Ask HN: How best to stay informed whilst not following 24 hour news cycle? - mcjiggerlog
I normally read online news several times every day, however I am starting to realise that a lot of what I read does not really add any value to my life. I do not gain much by following the latest outrage on social media that has been converted into a news story, for example.<p>What can I do to keep up-to-date with national (UK) and world affairs without wasting so much time reading inconsequential &quot;news&quot;? Something like a short weekly digest would be ideal. Even via email is fine.
======
dba7dba
I disagree one can stay informed while following the 24hr "news" cycle. In
fact, I would recommend staying away from so called "news" to stay informed.

This 'old' book from last century (that is year 1999) sums it up well.
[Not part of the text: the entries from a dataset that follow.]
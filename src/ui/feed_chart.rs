// SPDX-License-Identifier: MPL-2.0
//! Per-day intake bar chart rendered on a canvas.
//!
//! The chart caches day buckets in its [`State`] and only recomputes them
//! when the parent pushes a new feed sequence through
//! [`FeedChartView::update_feed_chart`].

use crate::domain::feed_log::{daily_totals, FeedLog};
use crate::domain::FeedChartView;
use crate::i18n::fluent::I18n;
use crate::ui::design_tokens::{sizing, spacing, typography};
use crate::ui::styles;
use crate::ui::theming::ColorScheme;
use chrono::{Datelike, NaiveDate};
use iced::widget::canvas::{self, Canvas, Path, Text as CanvasText};
use iced::widget::{container, Column, Text};
use iced::{mouse, Element, Length, Point, Rectangle, Size, Theme};

/// Cached chart data: one bucket per day that had feeds.
#[derive(Debug, Clone, Default)]
pub struct State {
    buckets: Vec<(NaiveDate, f32)>,
    window_days: usize,
}

impl State {
    pub fn new(window_days: u32) -> Self {
        Self {
            buckets: Vec::new(),
            window_days: window_days.max(1) as usize,
        }
    }

    pub fn is_empty(&self) -> bool {
        self.buckets.is_empty()
    }

    /// The buckets currently displayed (most recent `window_days` days).
    pub fn buckets(&self) -> &[(NaiveDate, f32)] {
        &self.buckets
    }
}

impl FeedChartView for State {
    fn update_feed_chart(&mut self, feeds: &[FeedLog]) {
        let mut buckets = daily_totals(feeds);
        if buckets.len() > self.window_days {
            buckets.drain(..buckets.len() - self.window_days);
        }
        self.buckets = buckets;
    }
}

/// Canvas program that draws the cached buckets as bars.
struct BarChart<'a> {
    state: &'a State,
    colors: ColorScheme,
}

impl<Message> canvas::Program<Message> for BarChart<'_> {
    type State = ();

    fn draw(
        &self,
        _state: &Self::State,
        renderer: &iced::Renderer,
        _theme: &Theme,
        bounds: Rectangle,
        _cursor: mouse::Cursor,
    ) -> Vec<canvas::Geometry> {
        let mut frame = canvas::Frame::new(renderer, bounds.size());

        let buckets = self.state.buckets();
        if buckets.is_empty() {
            return vec![frame.into_geometry()];
        }

        let max_total = buckets
            .iter()
            .map(|(_, total)| *total)
            .fold(f32::MIN, f32::max)
            .max(1.0);

        let label_band = typography::CAPTION * 2.5;
        let plot_height = (bounds.height - label_band).max(1.0);
        let slot_width = bounds.width / buckets.len() as f32;
        let bar_width = (slot_width * 0.6).min(sizing::CHART_BAR_MAX_WIDTH);

        for (index, (day, total)) in buckets.iter().enumerate() {
            let bar_height = (total / max_total) * (plot_height - typography::CAPTION * 1.5);
            let x = index as f32 * slot_width + (slot_width - bar_width) / 2.0;
            let y = plot_height - bar_height;

            let bar = Path::rectangle(Point::new(x, y), Size::new(bar_width, bar_height));
            frame.fill(&bar, self.colors.brand_primary);

            // Total above the bar, rounded to whole millilitres.
            frame.fill_text(CanvasText {
                content: format!("{}", total.round() as i64),
                position: Point::new(x, (y - typography::CAPTION * 1.2).max(0.0)),
                color: self.colors.text_primary,
                size: typography::CAPTION.into(),
                ..CanvasText::default()
            });

            // Day-of-month label below the baseline.
            frame.fill_text(CanvasText {
                content: format!("{:02}/{:02}", day.day(), day.month()),
                position: Point::new(x, plot_height + spacing::XXS),
                color: self.colors.text_secondary,
                size: typography::CAPTION.into(),
                ..CanvasText::default()
            });
        }

        vec![frame.into_geometry()]
    }
}

/// Renders the chart panel: title, then the canvas or an empty hint.
pub fn view<'a, Message: 'a>(
    state: &'a State,
    i18n: &'a I18n,
    colors: ColorScheme,
) -> Element<'a, Message> {
    let title = Text::new(i18n.tr("chart-title")).size(typography::TITLE_SM);

    let body: Element<'a, Message> = if state.is_empty() {
        Text::new(i18n.tr("chart-empty"))
            .size(typography::BODY)
            .into()
    } else {
        Canvas::new(BarChart { state, colors })
        .width(Length::Fill)
        .height(sizing::CHART_HEIGHT)
        .into()
    };

    container(
        Column::new()
            .push(title)
            .push(body)
            .spacing(spacing::SM),
    )
    .padding(spacing::MD)
    .width(Length::Fill)
    .style(styles::panel(&colors))
    .into()
}

#[cfg(test)]
mod tests {
    use super::*;
    use crate::domain::FeedKind;
    use chrono::{Duration, Local, TimeZone};

    fn feed_on(day: u32, bottle: f32) -> FeedLog {
        let start = Local.with_ymd_and_hms(2026, 5, day, 4, 0, 0).unwrap();
        FeedLog::new(
            start,
            start + Duration::minutes(10),
            bottle,
            None,
            FeedKind::Bottle,
        )
    }

    #[test]
    fn update_feed_chart_buckets_by_day() {
        let mut state = State::new(7);
        state.update_feed_chart(&[feed_on(1, 100.0), feed_on(1, 50.0), feed_on(2, 80.0)]);

        assert_eq!(state.buckets().len(), 2);
        assert!((state.buckets()[0].1 - 150.0).abs() < 0.001);
        assert!((state.buckets()[1].1 - 80.0).abs() < 0.001);
    }

    #[test]
    fn update_feed_chart_keeps_only_window_days() {
        let mut state = State::new(2);
        state.update_feed_chart(&[feed_on(1, 10.0), feed_on(2, 20.0), feed_on(3, 30.0)]);

        // Oldest day falls out of the window.
        assert_eq!(state.buckets().len(), 2);
        assert_eq!(state.buckets()[0].0.day(), 2);
        assert_eq!(state.buckets()[1].0.day(), 3);
    }

    #[test]
    fn update_feed_chart_with_no_feeds_clears_state() {
        let mut state = State::new(7);
        state.update_feed_chart(&[feed_on(1, 100.0)]);
        state.update_feed_chart(&[]);
        assert!(state.is_empty());
    }

    #[test]
    fn window_of_zero_days_is_clamped_to_one() {
        let state = State::new(0);
        assert_eq!(state.window_days, 1);
    }
}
Edit: link to the book > [https://www.amazon.com/How-News-Makes-Dumb-
Information/dp/08...](https://www.amazon.com/How-News-Makes-Dumb-
Information/dp/0830822038)

Excerpt from desc of the book:

 _Sommerville argues that news began to make us dumber when we insisted on
having it daily. Now millions of column inches and airtime hours must be
filled with information--every day, every hour, every minute. The news,
Sommerville says, becomes the driving force for much of our public culture.
News schedules turn politics into a perpetual campaign. News packaging
influences the timing, content and perception of government initiatives. News
frenzies make a superstition out of scientific and medical research. News
polls and statistics create opinion as much as they gauge it. Lost in the
tidal wave of information is our ability to discern truly significant news--
and our ability to recognize and participate in true community._

------
brudgers
When I cared about staying up on current events, I subscribed to _The
Economist_ and read it cover to cover each week [a non-trivial commitment].
Though I'm American, my typical mainstream news source is the BBC website on
my phone. Mostly for I'm there for football though.

I've discovered that just about everything important makes it into my bubble
through other channels. Except local news and my beloved follows that.

------
noir-york
I came to the same realisation that most daily news is just ephemeral content
and not worth my time a few months ago. Now my daily routine is to log in once
or twice a day to a select few news (bbc/nytimes/guardian mostly) and just
skim the headlines.

Reporting is commoditised, but analysis is worth paying for in terms of
money/attention. For that I read the weeklies: Economist, Private Eye,
NewYorker, Foreign Affairs, etc.

------
TechHawk
In my experience, you will hear the most important things from your friends,
family or coworkers, so you could just try to not read any news at all. If you
feel like you are missing important things, than I would try to go with a
short daily or weekly digest of the news you care about the most.